On Monday, Trump surrogate and spiritual adviser Mark Burns appeared on MSNBC to defend a now-deleted tweet that offended many people. The pastor had posted a cartoon image (which can be seen in this video) — of Hillary Clinton in blackface — which portrays the Democratic nominee with a bubble over her head that reads, “I ain’t no ways tired of pandering to Americans.” She’s wearing a t-shirt with “No hot sauce, no peace,” which is clearly geared towards a “pandering” claim even though Clinton’s love of hot sauce has been well documented for a long time. And the cartoonist drew a little “F*ck the police” sign for her likeness to brandish. All of this was accompanied by a caption that read, “Black Americans, thank you for your votes and letting me use you again. See you again in 4 years.”

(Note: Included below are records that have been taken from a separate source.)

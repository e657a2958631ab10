//! Declarative schema changes.
//!
//! A [`Schema`] collects the table changes of one direction of a migration. Changes to a
//! table are described inside a callback that receives a fresh [`Table`], the table is
//! only added to the schema once the callback returns.
//!
//! ```
//! use mortise_core::schema::{types, Schema};
//!
//! let mut schema = Schema::new();
//! schema.change_table("claims", |t| {
//!     t.add_column("vehicle_type", types::string().nullable(true).after("type"));
//! });
//! assert_eq!(1, schema.tables().len());
//! ```

mod backend;
pub(crate) mod plan;
pub mod types;

pub use backend::SqlVariant;
pub use types::Type;

/// A single column change on a table
#[derive(Clone, Debug, PartialEq, Eq, Hash)]
pub enum ColumnChange {
    Add { name: String, ty: Type },
    Drop { name: String },
}

impl ColumnChange {
    /// Name of the column the change is about
    pub fn column(&self) -> &str {
        match self {
            ColumnChange::Add { name, .. } | ColumnChange::Drop { name } => name,
        }
    }
}

/// The ordered column changes to apply on one existing table
#[derive(Clone, Debug, PartialEq, Eq, Hash)]
pub struct Table {
    name: String,
    changes: Vec<ColumnChange>,
}

impl Table {
    fn new(name: &str) -> Table {
        Table {
            name: name.into(),
            changes: Vec::new(),
        }
    }

    pub fn add_column(&mut self, name: &str, ty: Type) -> &mut Table {
        self.changes.push(ColumnChange::Add {
            name: name.into(),
            ty,
        });
        self
    }

    pub fn drop_column(&mut self, name: &str) -> &mut Table {
        self.changes.push(ColumnChange::Drop { name: name.into() });
        self
    }

    pub fn name(&self) -> &str {
        &self.name
    }

    pub fn changes(&self) -> &[ColumnChange] {
        &self.changes
    }
}

/// Collects the table changes of one migration direction
#[derive(Clone, Debug, Default, PartialEq, Eq, Hash)]
pub struct Schema {
    tables: Vec<Table>,
}

impl Schema {
    pub fn new() -> Schema {
        Schema::default()
    }

    /// Describe changes to the existing table `name`.
    pub fn change_table<F>(&mut self, name: &str, callback: F)
    where
        F: FnOnce(&mut Table),
    {
        let mut table = Table::new(name);
        callback(&mut table);
        self.tables.push(table);
    }

    pub fn tables(&self) -> &[Table] {
        &self.tables
    }

    pub fn is_empty(&self) -> bool {
        self.tables.iter().all(|t| t.changes.is_empty())
    }

    /// One line per change, independent of the host and of the SQL dialect.
    /// Migration checksums are computed over this text.
    pub(crate) fn canonical(&self) -> String {
        let mut out = String::new();
        for table in self.tables.iter() {
            for change in table.changes.iter() {
                match change {
                    ColumnChange::Add { name, ty } => {
                        out.push_str(&format!("{} add {} {}", table.name, name, ty.base()));
                        out.push_str(if ty.is_nullable() { " null" } else { " not null" });
                        if let Some(after) = ty.position() {
                            out.push_str(" after ");
                            out.push_str(after);
                        }
                    }
                    ColumnChange::Drop { name } => {
                        out.push_str(&format!("{} drop {}", table.name, name));
                    }
                }
                out.push('\n');
            }
        }
        out
    }

    /// Build the schema that undoes this one.
    ///
    /// Only column additions can be inverted without knowing the dropped column's type,
    /// returns `None` as soon as a drop is found.
    pub fn inverse(&self) -> Option<Schema> {
        let mut tables = Vec::with_capacity(self.tables.len());
        for table in self.tables.iter().rev() {
            let mut inverse = Table::new(&table.name);
            for change in table.changes.iter().rev() {
                match change {
                    ColumnChange::Add { name, .. } => {
                        inverse.drop_column(name);
                    }
                    ColumnChange::Drop { .. } => return None,
                }
            }
            tables.push(inverse);
        }
        Some(Schema { tables })
    }
}

#[cfg(test)]
mod tests {
    use super::{types, ColumnChange, Schema};

    #[test]
    fn change_table_keeps_changes_in_order() {
        let mut schema = Schema::new();
        schema.change_table("claims", |t| {
            t.add_column("vehicle_type", types::string().nullable(true))
                .drop_column("legacy");
        });

        let table = &schema.tables()[0];
        assert_eq!("claims", table.name());
        assert_eq!("vehicle_type", table.changes()[0].column());
        assert_eq!(
            ColumnChange::Drop {
                name: "legacy".into()
            },
            table.changes()[1]
        );
    }

    #[test]
    fn empty_callback_makes_an_empty_schema() {
        let mut schema = Schema::new();
        schema.change_table("claims", |_| {});
        assert!(schema.is_empty());
    }

    #[test]
    fn inverse_drops_added_columns_in_reverse_order() {
        let mut schema = Schema::new();
        schema.change_table("claims", |t| {
            t.add_column("vehicle_type", types::string().nullable(true));
            t.add_column("vehicle_year", types::integer().nullable(true));
        });

        let mut expected = Schema::new();
        expected.change_table("claims", |t| {
            t.drop_column("vehicle_year");
            t.drop_column("vehicle_type");
        });
        assert_eq!(Some(expected), schema.inverse());
    }

    #[test]
    fn canonical_lists_one_change_per_line() {
        let mut schema = Schema::new();
        schema.change_table("claims", |t| {
            t.add_column("vehicle_type", types::string().nullable(true).after("type"))
                .add_column("reported_on", types::timestamp());
        });
        schema.change_table("cars", |t| {
            t.drop_column("brand");
        });
        assert_eq!(
            "claims add vehicle_type varchar(255) null after type\n\
             claims add reported_on timestamp not null\n\
             cars drop brand\n",
            schema.canonical()
        );
    }

    #[test]
    fn inverse_of_a_drop_is_unknown() {
        let mut schema = Schema::new();
        schema.change_table("claims", |t| {
            t.drop_column("vehicle_type");
        });
        assert!(schema.inverse().is_none());
    }
}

Needless to say, all of this did not go over well. On MSNBC, Burns attempted to defend his actions to host Kristen Welker, who pointed out that Burns tweeted this image at a time when Donald Trump is openly wooing black voters by describing their communities as urban hellscapes, but not elaborating on issues of jobs and crime. Burns didn’t take kindly to Welker’s point, which was that Trump isn’t really talking to black voters, he’s just promising to “fix” things without addressing policy. And Burns shouted that this wasn’t true: “He’s talking to Americans! And we as African-Americans are Americans. We are American.” Burns then claimed Trump has been talking to black voters all along — because “he talked to America” — and people just didn’t know he was doing so. Throughout, Burns maintained his opinion that Clinton does pander to black voters.
This heated conversation didn’t quell the controversy of Burns’ tweet, so he decided to issue a late-night apology on Periscope. Burns stated that he never intended to anger anyone and does “regret the offensiveness of the black face.” He said the tweet was simply geared towards his view that the Democratic party has been “pandering and using black people just for their votes.” He stands by the tweet’s message and “what the image represents.”
You can see a video preservation of his apology in this CNN broadcast, in which Burns claims he never wanted to upset anyone. He then made the same points that Trump has been making about urban centers, but he admitted not talking to Trump about the tweet. Burns also emphasized, “The last thing I want to do is draw attention away from Mr. Trump’s policies.” And he alluded to a big Donald Trump policy reveal on the horizon.